→ **Your assignment**
The answer must be every line from the entries below that contains "LanguageModel".

··· Task material ···

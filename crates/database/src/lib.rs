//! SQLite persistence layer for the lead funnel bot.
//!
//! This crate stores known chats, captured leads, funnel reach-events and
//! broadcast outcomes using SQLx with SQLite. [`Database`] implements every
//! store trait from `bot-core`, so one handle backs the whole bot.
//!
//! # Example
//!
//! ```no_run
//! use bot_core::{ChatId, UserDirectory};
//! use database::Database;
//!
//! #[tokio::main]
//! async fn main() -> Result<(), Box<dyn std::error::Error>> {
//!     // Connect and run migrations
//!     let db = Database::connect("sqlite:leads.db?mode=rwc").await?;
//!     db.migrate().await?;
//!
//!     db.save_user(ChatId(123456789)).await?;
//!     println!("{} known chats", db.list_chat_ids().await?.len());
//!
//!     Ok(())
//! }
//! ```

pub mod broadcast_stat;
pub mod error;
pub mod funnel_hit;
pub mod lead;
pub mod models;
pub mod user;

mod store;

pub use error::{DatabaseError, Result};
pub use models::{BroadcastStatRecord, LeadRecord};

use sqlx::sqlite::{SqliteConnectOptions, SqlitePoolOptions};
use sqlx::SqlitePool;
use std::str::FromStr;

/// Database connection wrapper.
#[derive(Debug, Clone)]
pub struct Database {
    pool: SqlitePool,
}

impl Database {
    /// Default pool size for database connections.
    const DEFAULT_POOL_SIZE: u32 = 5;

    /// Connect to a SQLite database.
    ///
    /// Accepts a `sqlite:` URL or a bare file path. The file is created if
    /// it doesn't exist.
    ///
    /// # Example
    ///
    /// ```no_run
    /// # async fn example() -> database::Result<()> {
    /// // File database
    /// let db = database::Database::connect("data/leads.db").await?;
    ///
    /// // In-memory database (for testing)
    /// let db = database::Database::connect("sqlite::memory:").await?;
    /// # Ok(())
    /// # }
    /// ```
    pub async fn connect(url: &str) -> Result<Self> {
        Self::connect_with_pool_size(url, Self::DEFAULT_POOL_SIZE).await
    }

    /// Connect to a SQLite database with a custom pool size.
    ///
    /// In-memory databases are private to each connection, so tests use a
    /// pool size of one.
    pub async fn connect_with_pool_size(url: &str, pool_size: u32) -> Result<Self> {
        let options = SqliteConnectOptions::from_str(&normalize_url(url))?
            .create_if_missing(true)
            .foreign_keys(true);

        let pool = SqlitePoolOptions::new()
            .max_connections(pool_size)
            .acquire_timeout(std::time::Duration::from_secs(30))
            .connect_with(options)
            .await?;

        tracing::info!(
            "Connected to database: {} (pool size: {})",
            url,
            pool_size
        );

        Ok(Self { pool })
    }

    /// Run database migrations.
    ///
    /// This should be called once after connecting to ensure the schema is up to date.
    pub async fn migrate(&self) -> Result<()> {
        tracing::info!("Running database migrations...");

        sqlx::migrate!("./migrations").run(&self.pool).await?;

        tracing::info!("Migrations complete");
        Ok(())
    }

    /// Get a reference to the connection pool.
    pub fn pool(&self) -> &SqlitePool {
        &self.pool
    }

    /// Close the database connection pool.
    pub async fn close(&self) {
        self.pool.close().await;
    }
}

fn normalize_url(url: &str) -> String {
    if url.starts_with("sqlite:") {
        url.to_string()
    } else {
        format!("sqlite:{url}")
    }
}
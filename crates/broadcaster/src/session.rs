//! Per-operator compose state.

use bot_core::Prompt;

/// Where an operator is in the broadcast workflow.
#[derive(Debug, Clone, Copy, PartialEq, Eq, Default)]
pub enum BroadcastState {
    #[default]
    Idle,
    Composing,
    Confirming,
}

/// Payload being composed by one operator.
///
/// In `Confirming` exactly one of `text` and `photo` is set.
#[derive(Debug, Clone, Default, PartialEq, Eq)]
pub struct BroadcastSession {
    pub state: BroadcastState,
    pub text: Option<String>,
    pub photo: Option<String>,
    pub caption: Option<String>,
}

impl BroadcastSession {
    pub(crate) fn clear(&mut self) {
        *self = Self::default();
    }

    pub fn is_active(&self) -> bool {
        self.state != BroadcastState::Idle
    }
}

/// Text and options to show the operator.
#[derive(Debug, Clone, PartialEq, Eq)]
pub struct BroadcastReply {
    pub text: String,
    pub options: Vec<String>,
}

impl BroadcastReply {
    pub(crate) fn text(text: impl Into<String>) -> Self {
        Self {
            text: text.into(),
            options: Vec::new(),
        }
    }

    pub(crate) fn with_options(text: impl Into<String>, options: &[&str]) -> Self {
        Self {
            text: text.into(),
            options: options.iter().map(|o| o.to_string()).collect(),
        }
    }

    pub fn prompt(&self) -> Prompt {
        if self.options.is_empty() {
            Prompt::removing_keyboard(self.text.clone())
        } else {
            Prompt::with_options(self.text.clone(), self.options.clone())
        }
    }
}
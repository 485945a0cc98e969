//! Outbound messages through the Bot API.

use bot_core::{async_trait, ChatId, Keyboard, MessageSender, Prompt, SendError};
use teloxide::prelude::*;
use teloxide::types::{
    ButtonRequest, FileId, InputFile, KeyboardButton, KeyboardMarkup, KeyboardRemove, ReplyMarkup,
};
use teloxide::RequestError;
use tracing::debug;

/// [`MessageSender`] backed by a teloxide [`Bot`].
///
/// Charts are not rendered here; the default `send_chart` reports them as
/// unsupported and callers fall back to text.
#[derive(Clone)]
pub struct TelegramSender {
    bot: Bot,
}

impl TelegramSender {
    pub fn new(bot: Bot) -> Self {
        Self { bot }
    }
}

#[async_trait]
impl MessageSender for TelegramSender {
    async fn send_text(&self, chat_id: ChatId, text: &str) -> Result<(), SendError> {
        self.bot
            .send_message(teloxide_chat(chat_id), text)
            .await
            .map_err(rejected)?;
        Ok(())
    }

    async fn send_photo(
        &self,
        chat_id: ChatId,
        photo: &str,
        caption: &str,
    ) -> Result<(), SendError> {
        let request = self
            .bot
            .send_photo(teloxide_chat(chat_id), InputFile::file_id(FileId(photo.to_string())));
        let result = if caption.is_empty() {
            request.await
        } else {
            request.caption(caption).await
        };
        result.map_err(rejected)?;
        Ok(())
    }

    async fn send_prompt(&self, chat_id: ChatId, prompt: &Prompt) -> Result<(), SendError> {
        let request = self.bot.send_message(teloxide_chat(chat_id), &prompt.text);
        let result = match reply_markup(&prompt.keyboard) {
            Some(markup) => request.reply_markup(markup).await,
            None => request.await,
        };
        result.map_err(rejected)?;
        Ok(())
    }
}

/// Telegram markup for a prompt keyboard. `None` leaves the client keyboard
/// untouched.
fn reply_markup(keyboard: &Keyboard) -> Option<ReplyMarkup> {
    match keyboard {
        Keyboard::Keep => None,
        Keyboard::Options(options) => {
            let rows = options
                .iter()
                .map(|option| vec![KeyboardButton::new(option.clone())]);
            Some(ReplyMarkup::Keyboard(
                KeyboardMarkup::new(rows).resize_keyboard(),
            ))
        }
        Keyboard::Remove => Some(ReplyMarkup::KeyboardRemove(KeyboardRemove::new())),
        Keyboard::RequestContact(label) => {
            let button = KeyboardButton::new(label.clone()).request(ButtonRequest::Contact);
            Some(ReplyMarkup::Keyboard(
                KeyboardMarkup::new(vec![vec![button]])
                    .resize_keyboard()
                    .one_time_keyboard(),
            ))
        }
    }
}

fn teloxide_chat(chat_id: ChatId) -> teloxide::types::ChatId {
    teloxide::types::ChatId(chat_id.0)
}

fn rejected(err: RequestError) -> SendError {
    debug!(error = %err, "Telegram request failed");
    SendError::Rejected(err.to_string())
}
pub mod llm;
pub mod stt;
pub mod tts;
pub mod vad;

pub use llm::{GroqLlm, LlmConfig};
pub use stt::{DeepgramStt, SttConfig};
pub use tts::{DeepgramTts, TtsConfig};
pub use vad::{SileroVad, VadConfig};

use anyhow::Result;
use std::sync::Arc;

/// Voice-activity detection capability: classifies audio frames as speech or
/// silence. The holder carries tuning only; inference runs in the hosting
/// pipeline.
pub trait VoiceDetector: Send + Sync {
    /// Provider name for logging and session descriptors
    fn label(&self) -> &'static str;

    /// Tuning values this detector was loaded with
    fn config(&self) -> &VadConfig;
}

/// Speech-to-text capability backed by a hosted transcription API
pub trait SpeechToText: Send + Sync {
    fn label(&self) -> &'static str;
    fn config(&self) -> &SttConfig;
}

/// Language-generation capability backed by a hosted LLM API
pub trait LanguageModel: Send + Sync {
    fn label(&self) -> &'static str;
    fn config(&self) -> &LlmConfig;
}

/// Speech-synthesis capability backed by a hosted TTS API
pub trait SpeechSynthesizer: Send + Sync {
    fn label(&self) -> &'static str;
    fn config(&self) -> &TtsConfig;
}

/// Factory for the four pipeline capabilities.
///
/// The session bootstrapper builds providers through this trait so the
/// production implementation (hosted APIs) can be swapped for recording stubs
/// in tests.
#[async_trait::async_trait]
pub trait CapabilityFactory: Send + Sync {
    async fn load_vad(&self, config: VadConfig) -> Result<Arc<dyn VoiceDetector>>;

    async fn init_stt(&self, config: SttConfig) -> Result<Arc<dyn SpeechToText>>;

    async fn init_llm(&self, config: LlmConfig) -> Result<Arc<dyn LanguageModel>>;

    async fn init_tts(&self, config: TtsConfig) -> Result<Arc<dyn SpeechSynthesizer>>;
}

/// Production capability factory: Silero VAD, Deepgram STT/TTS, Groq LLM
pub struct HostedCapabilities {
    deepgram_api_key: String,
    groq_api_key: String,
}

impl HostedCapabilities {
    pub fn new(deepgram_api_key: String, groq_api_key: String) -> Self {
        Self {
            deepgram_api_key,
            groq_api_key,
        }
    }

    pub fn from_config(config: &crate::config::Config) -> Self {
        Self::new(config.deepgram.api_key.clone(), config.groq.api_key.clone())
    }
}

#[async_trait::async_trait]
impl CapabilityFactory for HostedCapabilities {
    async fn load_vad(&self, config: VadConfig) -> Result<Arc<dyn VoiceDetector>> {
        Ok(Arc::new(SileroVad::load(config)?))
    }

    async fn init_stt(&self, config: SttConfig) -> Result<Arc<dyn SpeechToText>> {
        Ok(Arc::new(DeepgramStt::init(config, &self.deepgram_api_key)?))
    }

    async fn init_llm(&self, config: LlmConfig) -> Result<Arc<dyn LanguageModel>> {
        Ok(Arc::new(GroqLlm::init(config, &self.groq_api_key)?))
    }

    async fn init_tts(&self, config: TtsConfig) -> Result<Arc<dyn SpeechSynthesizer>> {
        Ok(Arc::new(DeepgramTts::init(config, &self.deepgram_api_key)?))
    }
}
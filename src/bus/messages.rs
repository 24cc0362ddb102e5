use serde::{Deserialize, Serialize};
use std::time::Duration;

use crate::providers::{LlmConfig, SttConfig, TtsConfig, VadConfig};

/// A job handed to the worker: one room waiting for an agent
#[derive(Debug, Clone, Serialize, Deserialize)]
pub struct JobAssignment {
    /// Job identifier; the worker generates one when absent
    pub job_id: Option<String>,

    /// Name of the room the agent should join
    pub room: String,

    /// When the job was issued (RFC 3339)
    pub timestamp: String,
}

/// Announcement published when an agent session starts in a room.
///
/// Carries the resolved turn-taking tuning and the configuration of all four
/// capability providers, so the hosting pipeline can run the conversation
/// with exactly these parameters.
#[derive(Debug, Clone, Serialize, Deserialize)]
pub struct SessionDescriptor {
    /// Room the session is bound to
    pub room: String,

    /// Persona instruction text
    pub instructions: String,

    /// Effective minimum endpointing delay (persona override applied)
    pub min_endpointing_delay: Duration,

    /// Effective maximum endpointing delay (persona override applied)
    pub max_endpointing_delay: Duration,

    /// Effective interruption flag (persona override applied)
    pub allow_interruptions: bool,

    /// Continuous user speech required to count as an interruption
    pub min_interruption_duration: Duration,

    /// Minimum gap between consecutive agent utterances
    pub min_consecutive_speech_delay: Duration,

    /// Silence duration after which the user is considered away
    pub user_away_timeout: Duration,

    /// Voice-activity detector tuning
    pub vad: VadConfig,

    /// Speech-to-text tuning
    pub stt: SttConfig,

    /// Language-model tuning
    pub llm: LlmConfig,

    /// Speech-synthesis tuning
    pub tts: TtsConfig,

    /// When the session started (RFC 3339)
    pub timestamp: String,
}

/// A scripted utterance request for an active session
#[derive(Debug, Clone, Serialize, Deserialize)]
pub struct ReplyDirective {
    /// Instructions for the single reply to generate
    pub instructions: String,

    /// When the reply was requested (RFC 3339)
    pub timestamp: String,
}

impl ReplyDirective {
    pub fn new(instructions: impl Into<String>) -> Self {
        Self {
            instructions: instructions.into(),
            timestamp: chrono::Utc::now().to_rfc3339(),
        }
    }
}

···

→ **Solution to this problem**
pub trait LanguageModel: Send + Sync {
    async fn init_llm(&self, config: LlmConfig) -> Result<Arc<dyn LanguageModel>>;
    async fn init_llm(&self, config: LlmConfig) -> Result<Arc<dyn LanguageModel>> {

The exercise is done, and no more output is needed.